The following evening Enrico took them all out to dinner, entertained them with outrageous stories and flirted like mad with Olympia’s mother, while her father looked on in resignation.
‘She’s incorrigible,’ he told his daughter. ‘She always has been.’ But he said it with a touch of pride.
They returned home to the disconcerting sight of Luke, asleep on the sofa.
‘I got back early,’ he said, getting up and rubbing his eyes. ‘My business finished quickly, and I wanted to meet our guests.’
They were charmed by him, especially since he put himself out to achieve that very object. They all sat up late into the night eating pizzas, drinking wine and becoming the best of friends.
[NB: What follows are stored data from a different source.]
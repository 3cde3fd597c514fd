pub mod errors;
pub mod params;

pub use errors::{classify, ErrorClass, ProviderError, ProviderResult};
pub use params::{
    Address, AddressType, BootstrapInstance, InstanceStatus, OsArch, OsType, ProviderInstance,
    ToolDownload, UserDataOptions,
};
By the time they’d finished he was calling them Harold and Angela.
There was an awkward moment when it became clear that Luke meant to spend the night on the sofa.
‘Oh, but there’s no need for that,’ said Angela, anxious to be broad-minded. ‘I mean-just because we’re here there’s no need for you to do anything different-’
‘Let it go,’ Harold begged, covering his eyes.
‘But I only-’
‘Darling, they know their own business best. Come to bed. Goodnight, you two.’
He said the last words hastily and almost carried his wife out of the room.
When they had gone Luke regarded her gleefully. ‘I think I’ve just been given your mother’s permission to-’
‘Yes, I know what she’s given you permission to-’ she said with heavy irony. ‘Thank you for being nice to my parents. Now, I think I’ll go to bed.’
‘Are you sure you don’t want me to come with you? Since it’s all right with your mother-’
‘Luke, I’m warning you-’
‘All right. It was worth a try.’ He gave a melancholy sigh. ‘Back to the sofa.’
‘Goodnight.’ She was laughing.
He grinned. ‘Goodnight.’
Next morning his mutual admiration society with Angela was increased when, owing to a failure in communication, she walked into the bathroom while he was in the shower. Retreating in haste, she confided to her daughter, ‘He’s got ever such nice legs, dear.’
‘Mum! Does your husband know that you notice men’s legs?’
‘Only too well,’ Harold moaned. ‘I can’t take her on the beach.’
She regarded them fondly. They had been married for fifty years and they were like a pair of crazy, loving children. This was how marriage should be, and how it so seldom was.
They’ve found a secret that I’ll never find, she thought. If I’d known, I might never have lost him.